Die verschärften Anforderungen der Gewerbeabfallverordnung sind seit 1. August 2017 Realität – Sie müssen also sich und Ihren Betrieb umstellen. Hier sieben praktische Tipps, wie Sie Ihren Betrieb auf die neue Gewerbeabfallverordnung hin ändern können.

  1. Analyse des Firmengeländes
    Lagepläne, Fotos, Abholverträge, Zeitpläne und sonstige Unterlagen für das eigene Firmengelände sollten elektronisch gebündelt zusammengestellt werden. Die Dokumente können dann für die konkrete Baustelle immer als Anhang mitgeführt werden.
  2. Örtliches Entsorgungsunternehmen ansprechen
    Natürlich machen sich auch die Entsorgungsunternehmen Gedanken über die neuen Anforderungen – und stellen gegebenenfalls Infomaterial bereit.
  3. Baustellen vorbereiten
    Sie sollten Ihre Baustellen bestmöglich vorbereiten.
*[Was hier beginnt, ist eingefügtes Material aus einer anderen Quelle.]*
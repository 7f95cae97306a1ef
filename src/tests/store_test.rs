use crate::err::Error;
use crate::read::{self, KeySelector};
use crate::tests::harness::TestServer;
use crate::types::KeyRange;
use tempfile::tempdir;

#[tokio::test]
async fn sharded_write_and_read() {
    let root = tempdir().unwrap();
    let t = TestServer::open(root.path().join("store")).await;

    t.assign(&KeyRange::new(b"a", b"c")).await;
    t.assign(&KeyRange::new(b"c", b"f")).await;
    t.check_shard_cover();

    t.set(b"b", b"1").await;
    t.set(b"d", b"2").await;

    let rows = t.read_range(b"a", b"f").await.unwrap();
    assert_eq!(
        rows,
        vec![(b"b".to_vec(), b"1".to_vec()), (b"d".to_vec(), b"2".to_vec())]
    );
    assert_eq!(t.get(b"b").await.unwrap(), Some(b"1".to_vec()));
    assert_eq!(t.get(b"e").await.unwrap(), None);
    t.check_vm_invariants().await;
}

#[tokio::test]
async fn clear_across_shards() {
    let root = tempdir().unwrap();
    let t = TestServer::open(root.path().join("store")).await;

    t.assign(&KeyRange::new(b"a", b"c")).await;
    t.assign(&KeyRange::new(b"c", b"f")).await;
    t.set(b"b", b"1").await;
    t.set(b"d", b"2").await;

    t.clear_range(b"b", b"e").await;
    let rows = t.read_range(b"a", b"f").await.unwrap();
    assert_eq!(rows, vec![]);
    t.check_vm_invariants().await;
}

#[tokio::test]
async fn reads_are_version_isolated() {
    let root = tempdir().unwrap();
    let t = TestServer::open(root.path().join("store")).await;
    t.assign(&KeyRange::new(b"a", b"z")).await;

    let v1 = t.set(b"k", b"one").await;
    let v2 = t.set(b"k", b"two").await;
    let v3 = t.clear_range(b"k", b"k\x00").await;

    assert_eq!(
        read::get_value(&t.server, b"k", v1).await.unwrap(),
        Some(b"one".to_vec())
    );
    assert_eq!(
        read::get_value(&t.server, b"k", v2).await.unwrap(),
        Some(b"two".to_vec())
    );
    assert_eq!(read::get_value(&t.server, b"k", v3).await.unwrap(), None);

    // a range read between versions only sees what was there
    let rows = read::get_range(&t.server, b"a", b"z", 100, usize::MAX, v1)
        .await
        .unwrap();
    assert_eq!(rows.rows, vec![(b"k".to_vec(), b"one".to_vec())]);
}

#[tokio::test]
async fn reads_survive_durability_cycles() {
    let root = tempdir().unwrap();
    let t = TestServer::open(root.path().join("store")).await;
    t.assign(&KeyRange::new(b"a", b"z")).await;

    let mut expected = Vec::new();
    let mut v_last = 0;
    for i in 0..30u32 {
        let key = format!("key{:03}", i);
        let val = format!("val{:03}", i);
        v_last = t.set(key.as_bytes(), val.as_bytes()).await;
        expected.push((key.into_bytes(), val.into_bytes()));
    }
    // drain the MVCC window so early sets live only in the engine
    t.wait_durable(v_last.saturating_sub(20)).await;

    let rows = t.read_range(b"a", b"z").await.unwrap();
    assert_eq!(rows.len(), expected.len());
    assert_eq!(rows, expected);
    t.check_vm_invariants().await;
}

#[tokio::test]
async fn range_limits_and_reverse() {
    let root = tempdir().unwrap();
    let t = TestServer::open(root.path().join("store")).await;
    t.assign(&KeyRange::new(b"a", b"z")).await;
    for i in 0..10u32 {
        t.set(format!("k{}", i).as_bytes(), b"v").await;
    }
    let v = t.server.current_version();

    let fwd = read::get_range(&t.server, b"a", b"z", 3, usize::MAX, v).await.unwrap();
    assert_eq!(fwd.rows.len(), 3);
    assert!(fwd.more);
    assert_eq!(fwd.read_through, Some(b"k2".to_vec()));

    let rev = read::get_range(&t.server, b"a", b"z", -3, usize::MAX, v).await.unwrap();
    let keys: Vec<&[u8]> = rev.rows.iter().map(|(k, _)| k.as_slice()).collect();
    assert_eq!(keys, vec![&b"k9"[..], b"k8", b"k7"]);

    let tiny = read::get_range(&t.server, b"a", b"z", 100, 4, v).await.unwrap();
    assert!(tiny.more);
    assert!(tiny.rows.len() < 10);
}

#[tokio::test]
async fn key_selector_resolution() {
    let root = tempdir().unwrap();
    let t = TestServer::open(root.path().join("store")).await;
    t.assign(&KeyRange::new(b"a", b"z")).await;
    for key in [b"b", b"d", b"f"] {
        t.set(key, b"v").await;
    }
    let v = t.server.current_version();

    // first key >= c
    let r = read::get_key(
        &t.server,
        &KeySelector {
            key: b"c".to_vec(),
            or_equal: false,
            offset: 1,
        },
        v,
    )
    .await
    .unwrap();
    assert_eq!((r.key.as_slice(), r.offset), (&b"d"[..], 0));

    // last key < d
    let r = read::get_key(
        &t.server,
        &KeySelector {
            key: b"d".to_vec(),
            or_equal: false,
            offset: 0,
        },
        v,
    )
    .await
    .unwrap();
    assert_eq!((r.key.as_slice(), r.offset), (&b"b"[..], 0));

    // walking past the shard returns the boundary and leftover offset
    let r = read::get_key(
        &t.server,
        &KeySelector {
            key: b"f".to_vec(),
            or_equal: true,
            offset: 5,
        },
        v,
    )
    .await
    .unwrap();
    assert_eq!(r.key, b"z".to_vec());
    assert!(r.offset > 0);
}

#[tokio::test]
async fn wrong_shard_and_old_version_errors() {
    let root = tempdir().unwrap();
    let t = TestServer::open(root.path().join("store")).await;
    t.assign(&KeyRange::new(b"a", b"c")).await;

    // keys outside any assigned shard are not served here
    let res = t.get(b"x").await;
    assert!(matches!(res, Err(Error::WrongShardServer)));

    let v_old = t.set(b"b", b"1").await;
    let mut v_new = v_old;
    while v_new < v_old + 40 {
        v_new = t.set(b"b", b"2").await;
    }
    t.wait_durable(v_new.saturating_sub(20)).await;
    let res = read::get_value(&t.server, b"b", v_old).await;
    assert!(matches!(res, Err(Error::TransactionTooOld { .. })));
}

#[tokio::test]
async fn atomic_ops_resolve_against_state() {
    use crate::mlog::{AtomicOp, Mutation};
    let root = tempdir().unwrap();
    let t = TestServer::open(root.path().join("store")).await;
    t.assign(&KeyRange::new(b"a", b"z")).await;

    t.set(b"ctr", &[5u8]).await;
    t.commit(vec![Mutation::Atomic {
        op: AtomicOp::Add,
        key: b"ctr".to_vec(),
        param: vec![3u8],
    }])
    .await;
    assert_eq!(t.get(b"ctr").await.unwrap(), Some(vec![8u8]));

    // add on a missing key acts like a set of the operand
    t.commit(vec![Mutation::Atomic {
        op: AtomicOp::Add,
        key: b"fresh".to_vec(),
        param: vec![7u8],
    }])
    .await;
    assert_eq!(t.get(b"fresh").await.unwrap(), Some(vec![7u8]));

    // compare-and-clear removes the key on a match
    t.commit(vec![Mutation::Atomic {
        op: AtomicOp::CompareAndClear,
        key: b"ctr".to_vec(),
        param: vec![8u8],
    }])
    .await;
    assert_eq!(t.get(b"ctr").await.unwrap(), None);
    t.check_vm_invariants().await;
}

#[tokio::test]
async fn mapped_range_follows_index() {
    let root = tempdir().unwrap();
    let t = TestServer::open(root.path().join("store")).await;
    t.assign(&KeyRange::new(b"a", b"z")).await;

    // index rows point at data rows through their value's second segment
    t.set(b"data\x00alpha", b"payload-a").await;
    t.set(b"data\x00beta", b"payload-b").await;
    t.set(b"idx\x00one", b"x\x00alpha").await;
    t.set(b"idx\x00two", b"x\x00beta").await;
    let v = t.server.current_version();

    let rows = read::mapped::get_mapped_range(
        &t.server,
        b"idx\x00",
        b"idx\x01",
        b"data\x00{V[1]}",
        100,
        usize::MAX,
        v,
    )
    .await
    .unwrap();
    assert_eq!(rows.len(), 2);
    assert_eq!(rows[0].secondary_key, b"data\x00alpha".to_vec());
    assert_eq!(
        rows[0].secondary,
        vec![(b"data\x00alpha".to_vec(), b"payload-a".to_vec())]
    );
    assert_eq!(
        rows[1].secondary,
        vec![(b"data\x00beta".to_vec(), b"payload-b".to_vec())]
    );

    // range descriptor expands into a prefix scan
    let rows = read::mapped::get_mapped_range(
        &t.server,
        b"idx\x00one",
        b"idx\x00onf",
        b"data\x00{...}",
        100,
        usize::MAX,
        v,
    )
    .await
    .unwrap();
    assert_eq!(rows.len(), 1);
    assert_eq!(rows[0].secondary.len(), 2);
}

#[tokio::test]
async fn range_stream_chunks_whole_scan() {
    use tokio_stream::StreamExt;
    let root = tempdir().unwrap();
    let mut cfg = crate::tests::harness::test_config();
    cfg.stream_chunk_rows = 4;
    let t = TestServer::open_with(
        root.path().join("store"),
        cfg,
        crate::logsys::MemoryLog::new(),
        crate::peer::EmptyPeer::new(),
        std::sync::Arc::new(std::sync::atomic::AtomicU64::new(0)),
    )
    .await;
    t.assign(&KeyRange::new(b"a", b"z")).await;
    for i in 0..10u32 {
        t.set(format!("s{:02}", i).as_bytes(), b"v").await;
    }
    let v = t.server.current_version();
    let mut stream = read::get_range_stream(t.server.clone(), b"a".to_vec(), b"z".to_vec(), v);
    let mut all = Vec::new();
    let mut chunks = 0;
    while let Some(chunk) = stream.next().await {
        let chunk = chunk.unwrap();
        all.extend(chunk.rows);
        chunks += 1;
    }
    assert_eq!(all.len(), 10);
    assert!(chunks >= 3, "expected several chunks, got {}", chunks);
}

/// Reads at any version inside the MVCC window must equal the ordered
/// composition of the log up to that version.
#[tokio::test]
async fn reads_match_composed_log() {
    use rand::{Rng, SeedableRng};
    use std::collections::BTreeMap;

    let root = tempdir().unwrap();
    let t = TestServer::open(root.path().join("store")).await;
    t.assign(&KeyRange::new(b"a", b"z")).await;

    let mut rng = rand::rngs::StdRng::seed_from_u64(7);
    let mut reference: BTreeMap<Vec<u8>, Vec<u8>> = BTreeMap::new();
    let mut snapshots: Vec<(u64, BTreeMap<Vec<u8>, Vec<u8>>)> = Vec::new();
    for step in 0..40u32 {
        let v = if rng.gen_bool(0.7) {
            let key = format!("k{:02}", rng.gen_range(0..20u32)).into_bytes();
            let val = format!("v{}", step).into_bytes();
            reference.insert(key.clone(), val.clone());
            t.set(&key, &val).await
        } else {
            let lo = rng.gen_range(0..15u32);
            let hi = lo + rng.gen_range(1..6u32);
            let begin = format!("k{:02}", lo).into_bytes();
            let end = format!("k{:02}", hi).into_bytes();
            let gone: Vec<Vec<u8>> = reference
                .range(begin.clone()..end.clone())
                .map(|(k, _)| k.clone())
                .collect();
            for k in gone {
                reference.remove(&k);
            }
            t.clear_range(&begin, &end).await
        };
        snapshots.push((v, reference.clone()));
    }

    let mut checked = 0;
    for (v, expected) in &snapshots {
        if *v < t.server.oldest_version.get() {
            continue;
        }
        // the window can slide mid-scan; an expired version is not a failure
        match crate::read::get_range(&t.server, b"a", b"z", 1000, usize::MAX, *v).await {
            Ok(got) => {
                let got: BTreeMap<Vec<u8>, Vec<u8>> = got.rows.into_iter().collect();
                assert_eq!(&got, expected, "divergence at version {}", v);
                checked += 1;
            }
            Err(crate::err::Error::TransactionTooOld { .. }) => continue,
            Err(other) => panic!("unexpected read error {}", other),
        }
    }
    assert!(checked > 0, "no version stayed inside the read window");
    t.check_vm_invariants().await;
}

#[tokio::test]
async fn shard_readiness_reports_lifecycle() {
    use crate::server::ShardReadiness;
    let root = tempdir().unwrap();
    let t = TestServer::open(root.path().join("store")).await;
    assert_eq!(
        t.server.shard_readiness(&KeyRange::new(b"a", b"c")),
        ShardReadiness::NotAssigned
    );
    t.assign(&KeyRange::new(b"a", b"c")).await;
    assert_eq!(
        t.server.shard_readiness(&KeyRange::new(b"a", b"c")),
        ShardReadiness::Readable
    );
    assert_eq!(
        t.server.shard_readiness(&KeyRange::new(b"a", b"f")),
        ShardReadiness::NotAssigned
    );
}

#[tokio::test]
async fn unassign_drops_data_and_coalesces() {
    let root = tempdir().unwrap();
    let t = TestServer::open(root.path().join("store")).await;
    t.assign(&KeyRange::new(b"a", b"f")).await;
    t.set(b"b", b"1").await;

    let v = t.unassign(&KeyRange::new(b"a", b"f")).await;
    t.check_shard_cover();
    let res = t.get(b"b").await;
    assert!(matches!(res, Err(Error::WrongShardServer)));

    // the clear reaches the engine once the unassign version is durable
    t.wait_durable(v).await;
    t.check_vm_invariants().await;
}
Das heißt: Lagepläne kopieren und Standplätze für Container vermerken, vor Ort fotografieren, Rechnungen und Vereinbarungen mit Entsorgungsunternehmen zusammenstellen sowie Bescheinigungen über die Entsorgungswege und -formen beim Entsorgungsunternehmen einfordern.
  4. Bauherren informieren
    Die Gewerbeabfallverordnung ist ein Thema, welches höhere Baukosten verursachen kann und auch den logistischen Aufwand erhöht: Mehr Fahrzeuge kommen zur Baustelle. Informieren Sie den Bauherrn im Vorfeld über diese Veränderungen.
  5. Kosten recherchieren
    Für die einzelnen Abfallfraktionen fallen unterschiedliche Kosten an. Regional können sich diese stark unterscheiden – holen Sie von den Entsorgungsunternehmen entsprechende Angebote ein.
  6. Besser mehr dokumentieren
    Je mehr Sie dokumentieren, desto besser sind Sie nach derzeitiger Lage auf etwaige Überprüfungen vorbereitet.
  7. Schlüssig dokumentieren
    Je übersichtlicher und schlüssiger Sie eine Baustelle dokumentieren, desto weniger Nachfragen werden entstehen.

Drei Ausnahmen von der Vorbehandlungspflicht

Diese drei Ausnahmetatbestände können Handwerksunternehmer theoretisch geltend machen, um die neue Gewerbe­abfallverordnung zu umgehen (Die Umsetzbarkeit der Ausnahmen in der Praxis ist allerdings noch umstritten.):

  1. eine getrennte Erfassung ist technisch nicht möglich,
  2. eine getrennte Erfassung ist wirtschaftlich nicht zumutbar,
  3. die Mindestmenge von 10 Kubikmetern Abfall/Baustelle wird unterschritten.